Big Data
From Christoph's Personal Wiki
Big Data is a term for data sets that are so large or complex that traditional data processing application softwares are inadequate to deal with them. Challenges include capture, storage, analysis, data curation, search, sharing, transfer, visualization, querying, updating, and information privacy. The term "big data" often refers simply to the use of predictive analytics, user behaviour analytics, or certain other advanced data analytics methods that extract value from data, and seldom to a particular size of data set.
- Doug Laney's "4 V's of Big Data":[1]
- Volume
- Extremely large volumes of data (i.e., peta- or exa-bytes, as of February 2017)
- Variety
- Various forms of data (structured, semi-structured, and unstructured)
- Velocity
- Real-time (e.g., IoT, social media, sensors, etc.), batch, streams of data. Is usually either human- or machined-generated data.
- Veracity or variability
- Inconsistent, sometimes inaccurate, varying, or missing data
- Format of Big Data:
- Structured
- Data that has a defined length and format (aka "schema"). Examples include numbers, words, dates, etc.
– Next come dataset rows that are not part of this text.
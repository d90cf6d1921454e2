use bevy::prelude::*;
use rand::rngs::StdRng;
use rand::Rng;
use std::f32::consts::{PI, TAU};

use super::Body;
use crate::game::math::{cell_center, cell_of, heading, move_toward, wrap_angle};
use crate::game::terrain::{CellClass, TerrainQuery};

/// Jitter applied to every re-roll interval, in milliseconds either side.
const INTERVAL_JITTER_MS: i64 = 500;

/// Pitfalls closer than this many cells push the agent away.
const PITFALL_AVOID_CELLS: f32 = 1.25;

#[derive(Clone, Debug, PartialEq)]
pub struct WanderState {
    pub angle: f32,
    pub last_change_ms: u64,
    /// Jittered interval until the next re-roll.
    pub change_interval_ms: u64,
    pub interval_ms: u64,
}

impl WanderState {
    pub fn new(interval_ms: u64, now_ms: u64, rng: &mut StdRng) -> Self {
        Self {
            angle: rng.random_range(0.0..TAU),
            last_change_ms: now_ms,
            change_interval_ms: jittered(interval_ms, rng),
            interval_ms,
        }
    }

    pub fn reverse(&mut self) {
        self.angle = wrap_angle(self.angle + PI);
    }

    /// Point the heading somewhere specific and restart the re-roll timer.
    pub fn face(&mut self, angle: f32, now_ms: u64) {
        self.angle = wrap_angle(angle);
        self.last_change_ms = now_ms;
    }

    pub fn randomize(&mut self, now_ms: u64, rng: &mut StdRng) {
        self.angle = rng.random_range(0.0..TAU);
        self.last_change_ms = now_ms;
        self.change_interval_ms = jittered(self.interval_ms, rng);
    }
}

fn jittered(interval_ms: u64, rng: &mut StdRng) -> u64 {
    let jitter = rng.random_range(-INTERVAL_JITTER_MS..=INTERVAL_JITTER_MS);
    (interval_ms as i64 + jitter).max(0) as u64
}

/// Random-heading movement with edge and pitfall handling.
pub fn wander(
    state: &mut WanderState,
    body: &Body,
    terrain: &dyn TerrainQuery,
    now_ms: u64,
    rng: &mut StdRng,
) -> Vec2 {
    let mut rerolled = false;
    if now_ms.saturating_sub(state.last_change_ms) > state.change_interval_ms {
        state.randomize(now_ms, rng);
        rerolled = true;
    }

    let cell_size = terrain.cell_size();
    let grid = terrain.grid_size().as_ivec2();
    let cell = cell_of(body.pos, cell_size);
    let at_x_edge = cell.x == 0 || cell.x == grid.x - 1;
    let at_y_edge = cell.y == 0 || cell.y == grid.y - 1;

    if rerolled && (at_x_edge || at_y_edge) {
        let dir = heading(state.angle);
        let outward = (cell.x == 0 && dir.x < 0.0)
            || (cell.x == grid.x - 1 && dir.x > 0.0)
            || (cell.y == 0 && dir.y < 0.0)
            || (cell.y == grid.y - 1 && dir.y > 0.0);
        if outward && rng.random_bool(0.5) {
            state.reverse();
        }
    }

    if at_x_edge {
        let inward = IVec2::new(if cell.x == 0 { 1 } else { grid.x - 2 }, cell.y);
        if terrain.cell_class(inward) != CellClass::OuterWall {
            return move_toward(body.pos, cell_center(inward, cell_size), body.speed);
        }
    }
    if at_y_edge {
        let inward = IVec2::new(cell.x, if cell.y == 0 { 1 } else { grid.y - 2 });
        if terrain.cell_class(inward) != CellClass::OuterWall {
            return move_toward(body.pos, cell_center(inward, cell_size), body.speed);
        }
    }

    let mut velocity = heading(state.angle) * body.speed + pitfall_push(body, terrain);
    if terrain.is_pitfall(cell_of(body.pos + velocity, cell_size)) {
        state.reverse();
        velocity = heading(state.angle) * body.speed + pitfall_push(body, terrain);
        if terrain.is_pitfall(cell_of(body.pos + velocity, cell_size)) {
            return Vec2::ZERO;
        }
    }
    velocity
}

/// Repulsion from pitfall cells in the 3x3 neighbourhood, up to half speed.
pub fn pitfall_push(body: &Body, terrain: &dyn TerrainQuery) -> Vec2 {
    let cell_size = terrain.cell_size();
    if cell_size <= 0.0 {
        return Vec2::ZERO;
    }
    let cell = cell_of(body.pos, cell_size);
    let avoid_radius = cell_size * PITFALL_AVOID_CELLS;
    let max_strength = body.speed * 0.5;
    let mut push = Vec2::ZERO;

    for y in cell.y - 1..=cell.y + 1 {
        for x in cell.x - 1..=cell.x + 1 {
            let pit = IVec2::new(x, y);
            if !terrain.is_pitfall(pit) {
                continue;
            }
            let away = body.pos - cell_center(pit, cell_size);
            let dist = away.length();
            if dist <= 0.0 || dist >= avoid_radius {
                continue;
            }
            push += away / dist * (1.0 - dist / avoid_radius) * max_strength;
        }
    }
    push
}
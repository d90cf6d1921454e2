pub mod game;

// ============================================================================
// Profiling Macros
// ============================================================================

/// Log a message every 100 simulation ticks when the `perf_stats` feature is enabled.
///
/// Without the feature this expands to an empty block and the arguments are
/// never evaluated.
///
/// # Example
/// ```ignore
/// profile_log!(tick, "[DISPATCH] {} agents stepped", agents.len());
/// ```
#[macro_export]
#[cfg(feature = "perf_stats")]
macro_rules! profile_log {
    ($tick:expr, $($arg:tt)*) => {
        if $tick.0 % 100 == 0 {
            bevy::prelude::info!($($arg)*);
        }
    };
}

#[macro_export]
#[cfg(not(feature = "perf_stats"))]
macro_rules! profile_log {
    ($tick:expr, $($arg:tt)*) => {};
}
Easy to store and analyse. Often managed using SQL.
- Semi-structured
- Between structured and unstructured. Does not conform to a specific format, but is self-describing and involving simple key-value pairs. Examples include JSON, SWIFT (financial transactions), and EDI (healthcare).
- Unstructured
- Data that does not follow a specific format. Examples include audio, video, images, text messages, etc.
- Big Data Analytics:
- Basic analytics
- Reporting, dashboards, simple visualizations, slicing and dicing.
- Advanced analytics
- Complex analytics models using machine learning, statistics, text analytics, neural networks, data mining, etc.
- Operationalized analytics
- Embedded big data analytics in a business process to streamline and increase efficiency.
- Analytics for business decisions
- Implemented for better decision-making, which drives revenue.
- What is IoT?
- Internet of Things
- Physical objects that are connected to the Internet
- Identified by an IP address (IPv4 now; IPv6 in the future)
- Devices communicate with each other and other Internet-enabled devices and systems
- Includes everyday devices that utilize embedded technology to communicate with an external environment by connecting to the Internet
- IoT data is high volume, high velocity, high variety, and high veracity
- Examples of IoT:
- Security systems
- Thermostats (e.g., Nest)
- Vehicles
- Electronic appliances
- Smart-lighting in households or commercial buildings (e.g., Philips Hue)
- Fitness devices (e.g., Fitbit)
- Sensors to measure environmental parameters (e.g., temperature, humidity, wind, etc.)
- Hadoop
- A software ecosystem that enables massively parallel computations distributed across thousands of (commodity) servers in a cluster
References
- ↑ 4 Vs For Big Data Analytics. 2013-06-31.